## PROMPT
The records below hold a stretch from the line with "pub fn run_simulate(args: &SimulateArgs)" through the line with "let geometry = FlashGeometry::FIXED;"; return exactly those lines, ends included, and nothing more.

___ SUPPLIED MATERIAL

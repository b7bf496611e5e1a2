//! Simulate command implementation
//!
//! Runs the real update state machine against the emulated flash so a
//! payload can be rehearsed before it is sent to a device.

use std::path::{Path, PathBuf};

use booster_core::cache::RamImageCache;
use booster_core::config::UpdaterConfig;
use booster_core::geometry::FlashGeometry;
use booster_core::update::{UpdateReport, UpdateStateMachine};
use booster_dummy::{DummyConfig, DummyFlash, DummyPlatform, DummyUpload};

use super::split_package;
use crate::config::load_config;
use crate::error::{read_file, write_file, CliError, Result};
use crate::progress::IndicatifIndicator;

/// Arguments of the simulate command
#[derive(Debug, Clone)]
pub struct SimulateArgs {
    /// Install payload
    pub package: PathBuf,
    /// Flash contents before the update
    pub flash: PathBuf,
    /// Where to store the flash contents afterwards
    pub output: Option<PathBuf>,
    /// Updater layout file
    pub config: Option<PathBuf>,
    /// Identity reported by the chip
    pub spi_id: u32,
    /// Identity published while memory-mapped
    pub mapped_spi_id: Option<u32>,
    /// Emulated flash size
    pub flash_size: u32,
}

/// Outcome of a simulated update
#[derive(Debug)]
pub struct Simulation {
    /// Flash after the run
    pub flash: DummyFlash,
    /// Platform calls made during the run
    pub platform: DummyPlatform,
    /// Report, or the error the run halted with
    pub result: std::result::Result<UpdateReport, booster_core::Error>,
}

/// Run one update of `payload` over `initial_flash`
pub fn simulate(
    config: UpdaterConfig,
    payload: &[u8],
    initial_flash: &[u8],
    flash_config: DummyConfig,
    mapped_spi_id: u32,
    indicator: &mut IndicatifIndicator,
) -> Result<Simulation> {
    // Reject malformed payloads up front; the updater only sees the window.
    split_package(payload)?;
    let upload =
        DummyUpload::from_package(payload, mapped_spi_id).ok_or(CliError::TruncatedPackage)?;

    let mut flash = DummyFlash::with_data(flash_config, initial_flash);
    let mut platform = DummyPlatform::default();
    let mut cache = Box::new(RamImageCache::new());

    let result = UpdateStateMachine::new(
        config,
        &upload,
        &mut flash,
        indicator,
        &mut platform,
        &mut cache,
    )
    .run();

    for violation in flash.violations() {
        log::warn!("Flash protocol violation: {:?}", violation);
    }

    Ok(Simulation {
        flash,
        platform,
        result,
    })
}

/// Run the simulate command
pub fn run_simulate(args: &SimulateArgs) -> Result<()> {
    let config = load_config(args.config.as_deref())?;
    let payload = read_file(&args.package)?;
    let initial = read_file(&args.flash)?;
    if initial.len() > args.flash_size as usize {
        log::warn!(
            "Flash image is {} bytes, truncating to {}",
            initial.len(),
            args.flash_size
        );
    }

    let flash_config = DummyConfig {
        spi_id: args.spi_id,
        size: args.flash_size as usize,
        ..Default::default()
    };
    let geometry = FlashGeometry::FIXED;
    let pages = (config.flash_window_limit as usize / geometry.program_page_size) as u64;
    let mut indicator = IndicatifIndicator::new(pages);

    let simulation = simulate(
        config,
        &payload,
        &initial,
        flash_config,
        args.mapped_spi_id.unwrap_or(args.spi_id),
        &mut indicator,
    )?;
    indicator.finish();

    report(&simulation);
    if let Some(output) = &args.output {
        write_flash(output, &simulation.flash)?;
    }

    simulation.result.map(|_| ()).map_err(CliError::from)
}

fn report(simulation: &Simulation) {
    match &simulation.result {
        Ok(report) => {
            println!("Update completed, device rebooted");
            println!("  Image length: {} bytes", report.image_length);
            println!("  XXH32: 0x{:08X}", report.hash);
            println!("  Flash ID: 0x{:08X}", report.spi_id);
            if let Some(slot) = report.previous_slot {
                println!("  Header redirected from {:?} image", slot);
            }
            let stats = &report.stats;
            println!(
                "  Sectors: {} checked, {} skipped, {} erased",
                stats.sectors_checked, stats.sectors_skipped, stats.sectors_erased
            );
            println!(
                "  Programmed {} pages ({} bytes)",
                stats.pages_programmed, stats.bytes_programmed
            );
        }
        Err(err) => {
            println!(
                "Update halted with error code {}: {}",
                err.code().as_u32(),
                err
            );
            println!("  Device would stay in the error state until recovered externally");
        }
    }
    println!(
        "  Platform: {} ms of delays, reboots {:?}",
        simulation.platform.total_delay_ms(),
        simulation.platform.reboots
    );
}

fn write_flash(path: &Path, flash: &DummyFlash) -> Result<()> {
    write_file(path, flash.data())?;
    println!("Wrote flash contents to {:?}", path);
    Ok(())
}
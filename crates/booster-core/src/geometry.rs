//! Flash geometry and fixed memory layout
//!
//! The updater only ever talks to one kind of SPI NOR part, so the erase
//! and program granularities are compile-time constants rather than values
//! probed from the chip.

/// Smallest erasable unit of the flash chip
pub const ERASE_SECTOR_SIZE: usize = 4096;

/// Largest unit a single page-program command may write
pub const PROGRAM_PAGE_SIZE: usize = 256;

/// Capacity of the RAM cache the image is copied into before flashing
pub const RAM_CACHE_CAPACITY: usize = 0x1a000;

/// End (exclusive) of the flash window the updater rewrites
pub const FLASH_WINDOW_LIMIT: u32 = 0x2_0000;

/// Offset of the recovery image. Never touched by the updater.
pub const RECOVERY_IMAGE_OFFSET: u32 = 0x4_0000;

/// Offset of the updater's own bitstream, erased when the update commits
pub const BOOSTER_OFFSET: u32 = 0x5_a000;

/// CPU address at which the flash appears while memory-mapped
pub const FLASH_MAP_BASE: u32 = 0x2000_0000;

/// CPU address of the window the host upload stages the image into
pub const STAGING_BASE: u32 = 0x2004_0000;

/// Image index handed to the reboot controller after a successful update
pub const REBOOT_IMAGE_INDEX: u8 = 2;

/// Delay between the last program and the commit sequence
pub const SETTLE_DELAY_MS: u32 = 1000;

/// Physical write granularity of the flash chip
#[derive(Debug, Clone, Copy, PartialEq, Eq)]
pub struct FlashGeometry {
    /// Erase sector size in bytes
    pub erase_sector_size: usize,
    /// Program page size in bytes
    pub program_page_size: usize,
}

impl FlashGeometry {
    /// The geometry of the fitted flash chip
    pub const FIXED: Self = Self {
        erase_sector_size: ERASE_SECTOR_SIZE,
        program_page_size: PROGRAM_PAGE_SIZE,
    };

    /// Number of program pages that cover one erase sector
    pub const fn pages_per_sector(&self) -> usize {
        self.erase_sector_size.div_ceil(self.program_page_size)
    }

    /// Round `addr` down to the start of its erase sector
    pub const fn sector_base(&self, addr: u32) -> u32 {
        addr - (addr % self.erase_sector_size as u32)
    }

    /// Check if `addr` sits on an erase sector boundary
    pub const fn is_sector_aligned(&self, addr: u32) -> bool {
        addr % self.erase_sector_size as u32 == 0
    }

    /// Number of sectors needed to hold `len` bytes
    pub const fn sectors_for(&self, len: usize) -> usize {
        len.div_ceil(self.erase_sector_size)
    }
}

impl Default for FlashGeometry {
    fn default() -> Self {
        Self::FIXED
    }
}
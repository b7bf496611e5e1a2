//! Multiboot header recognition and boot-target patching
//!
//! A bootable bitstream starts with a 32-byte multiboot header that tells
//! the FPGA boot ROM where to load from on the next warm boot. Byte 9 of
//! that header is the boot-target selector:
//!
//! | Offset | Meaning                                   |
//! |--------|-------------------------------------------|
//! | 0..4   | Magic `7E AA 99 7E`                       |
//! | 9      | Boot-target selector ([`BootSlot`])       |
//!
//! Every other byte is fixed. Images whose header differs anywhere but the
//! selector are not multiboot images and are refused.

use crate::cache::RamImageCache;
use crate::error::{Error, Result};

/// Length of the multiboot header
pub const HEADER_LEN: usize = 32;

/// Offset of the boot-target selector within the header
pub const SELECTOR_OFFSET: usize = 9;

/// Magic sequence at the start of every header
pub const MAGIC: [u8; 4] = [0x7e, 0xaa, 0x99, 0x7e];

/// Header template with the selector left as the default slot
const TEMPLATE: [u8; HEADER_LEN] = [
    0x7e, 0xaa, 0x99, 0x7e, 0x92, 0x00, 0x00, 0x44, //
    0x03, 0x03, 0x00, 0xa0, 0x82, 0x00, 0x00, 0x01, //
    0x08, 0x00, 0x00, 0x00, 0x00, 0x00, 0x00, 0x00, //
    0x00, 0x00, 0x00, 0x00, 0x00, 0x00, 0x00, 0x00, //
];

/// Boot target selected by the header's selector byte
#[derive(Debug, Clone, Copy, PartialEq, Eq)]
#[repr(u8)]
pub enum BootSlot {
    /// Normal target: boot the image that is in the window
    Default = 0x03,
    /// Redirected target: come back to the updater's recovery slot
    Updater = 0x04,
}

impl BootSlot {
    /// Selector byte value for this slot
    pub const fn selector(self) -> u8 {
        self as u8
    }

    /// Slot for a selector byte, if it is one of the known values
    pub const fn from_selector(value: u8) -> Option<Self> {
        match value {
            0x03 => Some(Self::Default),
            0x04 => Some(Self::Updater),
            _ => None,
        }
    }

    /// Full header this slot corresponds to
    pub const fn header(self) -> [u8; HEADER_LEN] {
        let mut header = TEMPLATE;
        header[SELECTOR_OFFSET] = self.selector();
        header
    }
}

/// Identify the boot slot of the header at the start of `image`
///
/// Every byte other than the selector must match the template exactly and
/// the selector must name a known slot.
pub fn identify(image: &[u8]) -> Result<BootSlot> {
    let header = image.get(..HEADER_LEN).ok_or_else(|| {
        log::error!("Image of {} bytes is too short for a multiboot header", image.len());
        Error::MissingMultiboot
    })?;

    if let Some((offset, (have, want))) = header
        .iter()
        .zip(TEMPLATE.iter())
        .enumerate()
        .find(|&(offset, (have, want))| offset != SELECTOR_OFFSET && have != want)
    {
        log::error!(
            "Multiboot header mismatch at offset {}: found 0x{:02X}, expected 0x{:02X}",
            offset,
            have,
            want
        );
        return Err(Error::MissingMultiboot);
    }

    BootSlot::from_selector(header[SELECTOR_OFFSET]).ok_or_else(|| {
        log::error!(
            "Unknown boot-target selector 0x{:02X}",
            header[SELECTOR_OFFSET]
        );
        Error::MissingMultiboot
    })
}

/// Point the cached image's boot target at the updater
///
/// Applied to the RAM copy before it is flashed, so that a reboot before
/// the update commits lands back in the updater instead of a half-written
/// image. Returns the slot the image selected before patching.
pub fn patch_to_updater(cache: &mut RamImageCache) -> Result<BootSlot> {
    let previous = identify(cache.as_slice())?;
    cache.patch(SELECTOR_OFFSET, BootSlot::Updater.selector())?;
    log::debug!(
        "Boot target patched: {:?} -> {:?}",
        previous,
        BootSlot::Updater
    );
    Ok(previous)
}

______

## WORKED SOLUTION
pub fn run_simulate(args: &SimulateArgs) -> Result<()> {
    let config = load_config(args.config.as_deref())?;
    let payload = read_file(&args.package)?;
    let initial = read_file(&args.flash)?;
    if initial.len() > args.flash_size as usize {
        log::warn!(
            "Flash image is {} bytes, truncating to {}",
            initial.len(),
            args.flash_size
        );
    }

    let flash_config = DummyConfig {
        spi_id: args.spi_id,
        size: args.flash_size as usize,
        ..Default::default()
    };
    let geometry = FlashGeometry::FIXED;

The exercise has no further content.